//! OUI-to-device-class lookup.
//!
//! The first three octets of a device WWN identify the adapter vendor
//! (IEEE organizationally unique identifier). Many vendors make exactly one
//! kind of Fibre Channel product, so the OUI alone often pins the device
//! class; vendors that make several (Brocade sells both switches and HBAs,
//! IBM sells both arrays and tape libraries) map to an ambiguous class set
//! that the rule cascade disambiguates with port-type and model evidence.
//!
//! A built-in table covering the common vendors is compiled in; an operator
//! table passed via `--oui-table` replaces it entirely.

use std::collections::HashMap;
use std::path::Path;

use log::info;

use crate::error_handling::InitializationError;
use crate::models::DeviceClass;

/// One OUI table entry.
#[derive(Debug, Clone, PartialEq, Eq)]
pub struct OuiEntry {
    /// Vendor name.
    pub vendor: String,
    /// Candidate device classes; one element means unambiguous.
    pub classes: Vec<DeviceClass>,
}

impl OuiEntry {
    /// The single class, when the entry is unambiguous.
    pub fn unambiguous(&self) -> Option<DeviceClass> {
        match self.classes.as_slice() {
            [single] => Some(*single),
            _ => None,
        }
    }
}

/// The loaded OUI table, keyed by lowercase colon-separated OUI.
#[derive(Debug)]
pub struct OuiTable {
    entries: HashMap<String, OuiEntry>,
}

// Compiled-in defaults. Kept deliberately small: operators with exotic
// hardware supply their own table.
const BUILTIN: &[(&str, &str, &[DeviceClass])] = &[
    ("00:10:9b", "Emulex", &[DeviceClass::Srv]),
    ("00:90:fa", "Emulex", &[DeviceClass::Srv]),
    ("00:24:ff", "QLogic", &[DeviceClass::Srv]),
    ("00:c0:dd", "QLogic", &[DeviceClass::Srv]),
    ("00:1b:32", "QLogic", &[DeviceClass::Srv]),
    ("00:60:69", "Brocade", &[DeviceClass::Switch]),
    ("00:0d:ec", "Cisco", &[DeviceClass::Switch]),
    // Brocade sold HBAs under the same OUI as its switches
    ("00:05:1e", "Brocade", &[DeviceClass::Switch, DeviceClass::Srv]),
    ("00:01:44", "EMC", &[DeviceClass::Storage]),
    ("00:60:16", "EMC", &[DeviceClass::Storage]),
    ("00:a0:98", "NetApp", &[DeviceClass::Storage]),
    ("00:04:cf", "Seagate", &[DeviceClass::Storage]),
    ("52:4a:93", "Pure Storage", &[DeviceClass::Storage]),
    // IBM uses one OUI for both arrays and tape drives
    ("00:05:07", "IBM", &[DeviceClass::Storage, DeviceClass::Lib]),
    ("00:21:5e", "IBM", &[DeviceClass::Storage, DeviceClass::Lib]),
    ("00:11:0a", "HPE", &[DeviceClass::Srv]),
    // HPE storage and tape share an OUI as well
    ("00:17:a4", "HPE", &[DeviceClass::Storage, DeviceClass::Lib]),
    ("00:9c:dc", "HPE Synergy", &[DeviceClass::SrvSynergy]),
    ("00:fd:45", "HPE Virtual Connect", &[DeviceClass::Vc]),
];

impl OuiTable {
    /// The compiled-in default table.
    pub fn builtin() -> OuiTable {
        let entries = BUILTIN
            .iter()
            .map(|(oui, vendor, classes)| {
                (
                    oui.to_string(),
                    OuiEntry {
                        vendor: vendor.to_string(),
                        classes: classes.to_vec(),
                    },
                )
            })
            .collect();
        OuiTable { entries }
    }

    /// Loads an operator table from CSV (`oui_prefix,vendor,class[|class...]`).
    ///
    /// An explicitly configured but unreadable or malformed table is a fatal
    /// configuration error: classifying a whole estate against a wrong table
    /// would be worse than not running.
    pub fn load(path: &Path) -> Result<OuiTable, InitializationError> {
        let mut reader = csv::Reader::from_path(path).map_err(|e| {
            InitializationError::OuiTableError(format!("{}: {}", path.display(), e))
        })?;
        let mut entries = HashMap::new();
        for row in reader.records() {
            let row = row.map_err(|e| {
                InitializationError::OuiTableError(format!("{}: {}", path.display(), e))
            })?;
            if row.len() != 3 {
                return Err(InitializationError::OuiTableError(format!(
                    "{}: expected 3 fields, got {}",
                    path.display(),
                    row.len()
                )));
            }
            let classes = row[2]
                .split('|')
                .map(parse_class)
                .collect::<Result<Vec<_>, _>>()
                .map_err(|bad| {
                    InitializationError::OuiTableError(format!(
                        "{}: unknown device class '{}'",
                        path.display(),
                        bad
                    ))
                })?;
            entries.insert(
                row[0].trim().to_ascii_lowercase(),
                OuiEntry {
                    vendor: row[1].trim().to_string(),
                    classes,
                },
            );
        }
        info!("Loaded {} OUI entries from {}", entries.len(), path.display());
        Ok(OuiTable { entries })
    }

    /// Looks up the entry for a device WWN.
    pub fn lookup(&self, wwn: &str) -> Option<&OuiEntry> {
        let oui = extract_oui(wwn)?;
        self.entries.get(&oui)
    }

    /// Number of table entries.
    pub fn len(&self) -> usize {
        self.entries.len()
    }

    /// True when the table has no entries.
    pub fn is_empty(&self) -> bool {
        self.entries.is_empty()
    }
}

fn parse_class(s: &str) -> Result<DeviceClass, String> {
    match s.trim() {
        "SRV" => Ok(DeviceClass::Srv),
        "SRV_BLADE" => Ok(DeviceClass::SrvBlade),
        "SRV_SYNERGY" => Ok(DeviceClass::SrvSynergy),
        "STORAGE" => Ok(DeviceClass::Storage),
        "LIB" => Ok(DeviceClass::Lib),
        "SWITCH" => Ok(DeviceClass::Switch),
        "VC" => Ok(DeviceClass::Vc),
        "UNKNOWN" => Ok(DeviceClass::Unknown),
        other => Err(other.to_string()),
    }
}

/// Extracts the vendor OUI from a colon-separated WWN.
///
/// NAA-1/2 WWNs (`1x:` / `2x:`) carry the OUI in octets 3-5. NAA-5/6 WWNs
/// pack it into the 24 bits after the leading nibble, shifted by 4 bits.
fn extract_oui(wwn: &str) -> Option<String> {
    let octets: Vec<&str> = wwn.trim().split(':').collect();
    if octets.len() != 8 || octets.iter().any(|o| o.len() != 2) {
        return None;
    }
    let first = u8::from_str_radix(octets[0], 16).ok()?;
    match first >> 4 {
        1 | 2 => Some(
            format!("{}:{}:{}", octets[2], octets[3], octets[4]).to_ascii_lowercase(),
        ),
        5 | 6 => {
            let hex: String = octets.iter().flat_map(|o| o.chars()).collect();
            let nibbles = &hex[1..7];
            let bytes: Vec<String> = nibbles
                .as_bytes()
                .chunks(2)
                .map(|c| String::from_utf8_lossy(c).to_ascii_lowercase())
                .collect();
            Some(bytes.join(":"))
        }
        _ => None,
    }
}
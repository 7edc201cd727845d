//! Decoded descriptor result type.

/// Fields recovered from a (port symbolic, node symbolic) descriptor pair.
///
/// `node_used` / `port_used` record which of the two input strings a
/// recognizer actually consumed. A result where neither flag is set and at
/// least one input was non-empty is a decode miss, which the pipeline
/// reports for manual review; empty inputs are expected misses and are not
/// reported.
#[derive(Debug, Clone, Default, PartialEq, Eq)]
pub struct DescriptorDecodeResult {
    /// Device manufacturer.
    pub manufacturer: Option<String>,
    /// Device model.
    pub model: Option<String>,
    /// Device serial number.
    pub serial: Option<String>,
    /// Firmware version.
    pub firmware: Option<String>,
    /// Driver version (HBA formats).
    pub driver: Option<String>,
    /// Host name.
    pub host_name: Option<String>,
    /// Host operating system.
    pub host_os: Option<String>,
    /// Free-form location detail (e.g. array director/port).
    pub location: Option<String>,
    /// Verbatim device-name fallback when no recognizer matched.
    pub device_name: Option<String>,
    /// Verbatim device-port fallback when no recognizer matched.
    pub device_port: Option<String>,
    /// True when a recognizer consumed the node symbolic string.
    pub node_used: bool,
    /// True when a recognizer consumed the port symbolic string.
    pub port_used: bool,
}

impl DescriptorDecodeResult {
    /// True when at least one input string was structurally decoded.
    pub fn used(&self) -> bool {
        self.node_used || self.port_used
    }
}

# # # #

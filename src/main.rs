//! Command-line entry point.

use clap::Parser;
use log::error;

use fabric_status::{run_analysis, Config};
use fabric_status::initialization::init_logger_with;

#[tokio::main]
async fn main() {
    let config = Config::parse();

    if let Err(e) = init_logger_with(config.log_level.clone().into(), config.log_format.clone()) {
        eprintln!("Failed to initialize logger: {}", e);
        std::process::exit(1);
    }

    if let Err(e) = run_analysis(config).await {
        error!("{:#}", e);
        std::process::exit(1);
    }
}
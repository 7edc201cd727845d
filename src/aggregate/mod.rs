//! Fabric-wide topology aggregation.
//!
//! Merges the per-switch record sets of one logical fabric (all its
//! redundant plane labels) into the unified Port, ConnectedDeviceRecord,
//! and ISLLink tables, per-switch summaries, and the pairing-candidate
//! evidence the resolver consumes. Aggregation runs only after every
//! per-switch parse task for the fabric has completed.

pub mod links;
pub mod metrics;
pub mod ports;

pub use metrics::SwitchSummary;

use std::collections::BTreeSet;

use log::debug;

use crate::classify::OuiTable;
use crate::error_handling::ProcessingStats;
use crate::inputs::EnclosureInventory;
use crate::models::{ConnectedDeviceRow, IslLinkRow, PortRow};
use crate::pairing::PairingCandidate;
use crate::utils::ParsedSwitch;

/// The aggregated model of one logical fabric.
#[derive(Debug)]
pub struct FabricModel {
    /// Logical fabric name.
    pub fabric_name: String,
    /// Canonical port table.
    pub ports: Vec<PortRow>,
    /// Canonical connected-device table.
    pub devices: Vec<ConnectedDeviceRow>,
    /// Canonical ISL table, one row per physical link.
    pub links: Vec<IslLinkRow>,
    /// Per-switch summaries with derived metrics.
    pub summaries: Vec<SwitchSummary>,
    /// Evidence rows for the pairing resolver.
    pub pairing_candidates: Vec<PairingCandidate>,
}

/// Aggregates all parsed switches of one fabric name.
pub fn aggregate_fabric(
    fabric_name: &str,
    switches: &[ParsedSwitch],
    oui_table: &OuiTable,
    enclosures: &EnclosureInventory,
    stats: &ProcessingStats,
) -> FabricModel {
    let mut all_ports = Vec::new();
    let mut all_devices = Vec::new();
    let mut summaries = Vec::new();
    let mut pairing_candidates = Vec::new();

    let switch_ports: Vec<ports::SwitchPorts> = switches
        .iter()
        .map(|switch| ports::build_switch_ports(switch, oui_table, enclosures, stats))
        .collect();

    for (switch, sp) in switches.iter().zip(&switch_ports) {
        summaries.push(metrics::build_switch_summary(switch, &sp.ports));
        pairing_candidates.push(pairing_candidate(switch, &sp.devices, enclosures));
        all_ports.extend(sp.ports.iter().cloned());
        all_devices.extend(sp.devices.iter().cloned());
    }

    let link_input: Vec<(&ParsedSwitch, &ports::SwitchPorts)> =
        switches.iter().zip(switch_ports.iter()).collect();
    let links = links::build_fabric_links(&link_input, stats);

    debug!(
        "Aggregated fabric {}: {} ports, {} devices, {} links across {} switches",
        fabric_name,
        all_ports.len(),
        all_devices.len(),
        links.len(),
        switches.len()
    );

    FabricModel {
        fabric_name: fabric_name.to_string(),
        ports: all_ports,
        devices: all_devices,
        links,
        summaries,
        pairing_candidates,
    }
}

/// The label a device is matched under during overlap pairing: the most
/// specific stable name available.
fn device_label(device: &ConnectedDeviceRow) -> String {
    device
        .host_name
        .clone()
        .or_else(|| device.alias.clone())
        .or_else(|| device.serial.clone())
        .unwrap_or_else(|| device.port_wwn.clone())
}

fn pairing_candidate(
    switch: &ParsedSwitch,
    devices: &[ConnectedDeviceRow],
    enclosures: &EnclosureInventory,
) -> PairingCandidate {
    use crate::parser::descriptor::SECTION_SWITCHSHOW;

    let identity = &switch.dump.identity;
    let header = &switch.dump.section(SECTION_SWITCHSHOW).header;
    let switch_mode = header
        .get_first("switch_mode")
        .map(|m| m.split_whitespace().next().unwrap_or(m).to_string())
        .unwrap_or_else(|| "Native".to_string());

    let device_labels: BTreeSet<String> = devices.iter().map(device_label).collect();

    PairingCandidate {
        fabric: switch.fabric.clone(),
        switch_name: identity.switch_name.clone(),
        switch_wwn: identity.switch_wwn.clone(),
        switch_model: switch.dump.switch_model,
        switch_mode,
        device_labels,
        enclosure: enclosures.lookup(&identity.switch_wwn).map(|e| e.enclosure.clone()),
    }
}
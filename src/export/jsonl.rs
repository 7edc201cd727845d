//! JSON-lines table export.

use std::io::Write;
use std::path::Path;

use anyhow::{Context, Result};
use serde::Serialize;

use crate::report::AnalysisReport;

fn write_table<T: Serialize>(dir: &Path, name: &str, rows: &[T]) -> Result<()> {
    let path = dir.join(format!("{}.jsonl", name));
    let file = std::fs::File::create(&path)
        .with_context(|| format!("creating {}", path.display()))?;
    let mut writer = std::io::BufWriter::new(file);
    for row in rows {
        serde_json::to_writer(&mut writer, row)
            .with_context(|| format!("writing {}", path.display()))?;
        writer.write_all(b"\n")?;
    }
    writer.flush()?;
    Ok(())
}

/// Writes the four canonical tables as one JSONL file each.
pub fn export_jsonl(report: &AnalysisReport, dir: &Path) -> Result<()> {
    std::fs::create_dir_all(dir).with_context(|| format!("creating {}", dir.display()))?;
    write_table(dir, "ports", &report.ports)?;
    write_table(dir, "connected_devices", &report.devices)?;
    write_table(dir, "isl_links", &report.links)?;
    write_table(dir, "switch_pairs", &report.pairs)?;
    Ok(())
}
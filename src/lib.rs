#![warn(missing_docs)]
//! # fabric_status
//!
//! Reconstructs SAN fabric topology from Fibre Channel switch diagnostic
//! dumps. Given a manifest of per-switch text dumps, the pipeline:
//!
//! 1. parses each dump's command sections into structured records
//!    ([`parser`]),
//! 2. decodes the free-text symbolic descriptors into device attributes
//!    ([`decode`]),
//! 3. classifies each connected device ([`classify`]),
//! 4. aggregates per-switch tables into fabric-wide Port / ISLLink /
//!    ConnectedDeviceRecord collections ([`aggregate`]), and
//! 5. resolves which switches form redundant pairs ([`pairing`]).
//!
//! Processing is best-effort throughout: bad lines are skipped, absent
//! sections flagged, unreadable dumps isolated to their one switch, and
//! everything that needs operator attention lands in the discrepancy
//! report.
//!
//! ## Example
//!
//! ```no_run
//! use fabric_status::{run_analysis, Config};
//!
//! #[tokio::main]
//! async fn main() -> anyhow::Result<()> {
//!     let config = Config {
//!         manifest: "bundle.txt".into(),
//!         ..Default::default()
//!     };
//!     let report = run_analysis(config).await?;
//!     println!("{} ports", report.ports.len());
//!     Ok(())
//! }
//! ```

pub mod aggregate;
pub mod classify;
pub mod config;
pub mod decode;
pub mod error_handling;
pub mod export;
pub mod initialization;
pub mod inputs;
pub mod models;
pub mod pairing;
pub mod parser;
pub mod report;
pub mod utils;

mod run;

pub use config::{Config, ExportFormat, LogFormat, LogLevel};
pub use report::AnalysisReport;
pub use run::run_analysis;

# # # #

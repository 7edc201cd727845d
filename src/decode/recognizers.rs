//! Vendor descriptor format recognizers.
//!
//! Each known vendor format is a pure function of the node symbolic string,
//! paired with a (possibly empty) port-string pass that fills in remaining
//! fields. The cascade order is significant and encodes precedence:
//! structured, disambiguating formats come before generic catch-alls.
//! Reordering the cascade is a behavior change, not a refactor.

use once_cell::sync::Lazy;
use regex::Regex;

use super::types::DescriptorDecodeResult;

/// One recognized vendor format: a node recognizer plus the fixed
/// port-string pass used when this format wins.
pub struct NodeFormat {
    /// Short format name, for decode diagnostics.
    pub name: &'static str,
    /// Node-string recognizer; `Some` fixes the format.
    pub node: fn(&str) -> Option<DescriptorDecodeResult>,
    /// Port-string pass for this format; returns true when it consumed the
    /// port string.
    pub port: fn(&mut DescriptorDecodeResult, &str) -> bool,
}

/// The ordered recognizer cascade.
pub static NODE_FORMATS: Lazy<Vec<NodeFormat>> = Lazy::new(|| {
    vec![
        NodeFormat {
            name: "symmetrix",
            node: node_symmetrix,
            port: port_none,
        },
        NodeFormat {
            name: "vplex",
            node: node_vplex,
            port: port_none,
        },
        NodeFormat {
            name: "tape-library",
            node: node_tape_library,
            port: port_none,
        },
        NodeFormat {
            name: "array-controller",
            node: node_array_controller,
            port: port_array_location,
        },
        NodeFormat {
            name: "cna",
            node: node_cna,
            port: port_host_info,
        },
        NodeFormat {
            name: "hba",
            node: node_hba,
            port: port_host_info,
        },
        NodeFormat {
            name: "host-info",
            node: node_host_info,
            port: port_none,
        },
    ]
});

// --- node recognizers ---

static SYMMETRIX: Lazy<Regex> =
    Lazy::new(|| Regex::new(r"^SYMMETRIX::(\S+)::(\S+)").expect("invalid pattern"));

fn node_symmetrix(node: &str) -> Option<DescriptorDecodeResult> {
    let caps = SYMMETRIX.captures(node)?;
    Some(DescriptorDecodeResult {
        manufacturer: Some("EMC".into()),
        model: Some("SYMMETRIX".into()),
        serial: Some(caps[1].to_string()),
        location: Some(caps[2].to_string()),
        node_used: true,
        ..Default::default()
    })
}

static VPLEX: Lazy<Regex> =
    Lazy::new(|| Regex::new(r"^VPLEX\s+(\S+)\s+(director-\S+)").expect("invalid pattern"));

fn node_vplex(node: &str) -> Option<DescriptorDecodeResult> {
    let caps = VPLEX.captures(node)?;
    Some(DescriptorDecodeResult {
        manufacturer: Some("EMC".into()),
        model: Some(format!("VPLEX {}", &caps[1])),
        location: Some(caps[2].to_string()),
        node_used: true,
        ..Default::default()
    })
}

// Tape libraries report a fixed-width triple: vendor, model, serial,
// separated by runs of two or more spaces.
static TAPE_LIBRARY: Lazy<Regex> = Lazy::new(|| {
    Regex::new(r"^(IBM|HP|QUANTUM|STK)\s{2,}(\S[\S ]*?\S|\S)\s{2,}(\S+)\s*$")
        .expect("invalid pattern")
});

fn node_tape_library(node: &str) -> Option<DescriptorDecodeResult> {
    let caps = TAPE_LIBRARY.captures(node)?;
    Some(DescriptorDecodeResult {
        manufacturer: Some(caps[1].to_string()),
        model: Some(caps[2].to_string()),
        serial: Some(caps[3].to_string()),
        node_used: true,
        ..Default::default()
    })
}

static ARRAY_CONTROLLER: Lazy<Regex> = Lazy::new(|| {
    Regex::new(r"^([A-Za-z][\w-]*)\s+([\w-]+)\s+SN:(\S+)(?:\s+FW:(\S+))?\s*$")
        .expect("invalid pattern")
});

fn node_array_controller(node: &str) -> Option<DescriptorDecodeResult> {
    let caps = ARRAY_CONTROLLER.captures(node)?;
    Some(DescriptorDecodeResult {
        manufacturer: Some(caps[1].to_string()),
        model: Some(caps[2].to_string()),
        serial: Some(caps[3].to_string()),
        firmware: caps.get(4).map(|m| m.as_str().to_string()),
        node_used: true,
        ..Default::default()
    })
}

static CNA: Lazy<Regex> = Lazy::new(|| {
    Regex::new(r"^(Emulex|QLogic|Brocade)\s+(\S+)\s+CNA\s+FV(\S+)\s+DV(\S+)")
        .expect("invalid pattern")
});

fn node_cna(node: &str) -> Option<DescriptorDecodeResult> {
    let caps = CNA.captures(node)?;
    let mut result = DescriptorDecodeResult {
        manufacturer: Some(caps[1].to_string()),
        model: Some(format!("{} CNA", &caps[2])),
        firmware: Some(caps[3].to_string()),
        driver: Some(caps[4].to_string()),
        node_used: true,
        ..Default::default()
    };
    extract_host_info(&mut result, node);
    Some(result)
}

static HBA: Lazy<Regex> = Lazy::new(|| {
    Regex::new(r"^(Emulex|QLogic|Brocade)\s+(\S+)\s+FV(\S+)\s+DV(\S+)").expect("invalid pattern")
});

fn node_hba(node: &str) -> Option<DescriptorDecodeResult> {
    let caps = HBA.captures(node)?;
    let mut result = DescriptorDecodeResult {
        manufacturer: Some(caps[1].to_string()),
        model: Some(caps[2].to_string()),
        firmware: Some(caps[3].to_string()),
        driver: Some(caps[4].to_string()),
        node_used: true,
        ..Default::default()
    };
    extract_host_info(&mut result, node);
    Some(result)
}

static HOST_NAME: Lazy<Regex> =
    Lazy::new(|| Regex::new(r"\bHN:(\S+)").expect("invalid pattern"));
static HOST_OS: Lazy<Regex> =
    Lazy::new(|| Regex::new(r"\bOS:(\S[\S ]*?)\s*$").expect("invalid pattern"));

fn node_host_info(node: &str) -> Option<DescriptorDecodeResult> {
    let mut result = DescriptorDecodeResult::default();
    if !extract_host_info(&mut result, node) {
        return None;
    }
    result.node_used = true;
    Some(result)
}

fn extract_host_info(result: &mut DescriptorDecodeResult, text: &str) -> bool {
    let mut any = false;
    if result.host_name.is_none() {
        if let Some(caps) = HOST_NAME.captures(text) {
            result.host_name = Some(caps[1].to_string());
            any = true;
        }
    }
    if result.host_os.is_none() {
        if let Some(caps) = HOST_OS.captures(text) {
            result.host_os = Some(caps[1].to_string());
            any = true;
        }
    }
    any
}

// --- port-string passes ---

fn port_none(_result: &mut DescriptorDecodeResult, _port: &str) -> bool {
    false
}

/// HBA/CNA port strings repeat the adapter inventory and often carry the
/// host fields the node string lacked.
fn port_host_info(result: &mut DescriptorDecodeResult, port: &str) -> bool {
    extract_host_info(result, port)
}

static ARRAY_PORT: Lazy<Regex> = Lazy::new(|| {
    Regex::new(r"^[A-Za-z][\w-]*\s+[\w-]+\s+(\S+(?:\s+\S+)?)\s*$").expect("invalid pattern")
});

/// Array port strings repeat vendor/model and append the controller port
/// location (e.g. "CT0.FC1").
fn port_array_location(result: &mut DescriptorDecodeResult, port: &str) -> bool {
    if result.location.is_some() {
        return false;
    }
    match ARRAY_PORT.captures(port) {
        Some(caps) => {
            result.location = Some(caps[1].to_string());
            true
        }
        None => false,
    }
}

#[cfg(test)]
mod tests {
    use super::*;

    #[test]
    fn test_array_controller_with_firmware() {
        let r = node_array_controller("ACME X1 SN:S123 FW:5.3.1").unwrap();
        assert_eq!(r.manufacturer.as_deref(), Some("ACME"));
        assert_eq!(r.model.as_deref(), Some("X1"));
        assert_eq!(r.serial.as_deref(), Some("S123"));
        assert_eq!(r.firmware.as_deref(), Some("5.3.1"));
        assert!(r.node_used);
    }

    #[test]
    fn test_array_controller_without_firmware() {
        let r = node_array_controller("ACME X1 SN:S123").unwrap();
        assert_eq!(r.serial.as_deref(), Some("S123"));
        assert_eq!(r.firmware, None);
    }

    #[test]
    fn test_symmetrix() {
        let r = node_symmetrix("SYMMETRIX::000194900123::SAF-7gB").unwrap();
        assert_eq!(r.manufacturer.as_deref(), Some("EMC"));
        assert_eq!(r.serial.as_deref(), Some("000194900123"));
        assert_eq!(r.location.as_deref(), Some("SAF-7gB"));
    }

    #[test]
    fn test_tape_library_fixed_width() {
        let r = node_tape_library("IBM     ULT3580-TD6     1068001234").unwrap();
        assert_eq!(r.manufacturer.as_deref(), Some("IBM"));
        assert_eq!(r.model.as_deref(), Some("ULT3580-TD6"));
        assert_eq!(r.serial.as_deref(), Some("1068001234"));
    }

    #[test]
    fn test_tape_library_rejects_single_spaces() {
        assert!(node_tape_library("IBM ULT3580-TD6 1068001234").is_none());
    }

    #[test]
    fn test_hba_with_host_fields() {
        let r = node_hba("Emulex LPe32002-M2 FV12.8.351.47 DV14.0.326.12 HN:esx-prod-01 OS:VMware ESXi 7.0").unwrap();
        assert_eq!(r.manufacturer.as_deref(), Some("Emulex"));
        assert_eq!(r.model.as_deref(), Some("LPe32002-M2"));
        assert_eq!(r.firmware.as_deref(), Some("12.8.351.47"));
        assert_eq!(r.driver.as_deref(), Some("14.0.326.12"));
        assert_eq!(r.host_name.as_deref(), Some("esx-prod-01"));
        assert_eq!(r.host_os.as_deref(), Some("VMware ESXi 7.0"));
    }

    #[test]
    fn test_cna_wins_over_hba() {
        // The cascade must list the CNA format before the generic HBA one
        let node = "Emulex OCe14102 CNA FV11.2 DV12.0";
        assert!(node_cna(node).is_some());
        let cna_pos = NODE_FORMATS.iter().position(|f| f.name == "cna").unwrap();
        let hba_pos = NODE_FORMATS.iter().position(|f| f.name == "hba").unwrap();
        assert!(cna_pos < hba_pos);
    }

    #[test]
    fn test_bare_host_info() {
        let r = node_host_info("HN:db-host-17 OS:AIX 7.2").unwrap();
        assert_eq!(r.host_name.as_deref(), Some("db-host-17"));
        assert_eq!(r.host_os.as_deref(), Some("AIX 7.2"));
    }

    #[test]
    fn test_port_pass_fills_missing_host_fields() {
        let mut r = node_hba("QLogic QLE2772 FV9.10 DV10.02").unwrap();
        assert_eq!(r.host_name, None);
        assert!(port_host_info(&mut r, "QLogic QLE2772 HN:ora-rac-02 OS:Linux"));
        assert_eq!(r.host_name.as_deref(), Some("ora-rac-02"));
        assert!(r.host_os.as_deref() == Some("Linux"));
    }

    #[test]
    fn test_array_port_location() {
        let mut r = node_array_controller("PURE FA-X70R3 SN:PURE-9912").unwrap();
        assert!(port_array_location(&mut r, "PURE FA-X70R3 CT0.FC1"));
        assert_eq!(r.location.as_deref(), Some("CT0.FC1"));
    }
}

# # # #

## What to do:
Reply with the number of lines in the entries that hold the word "await", and add no other words.

## Written solution:
2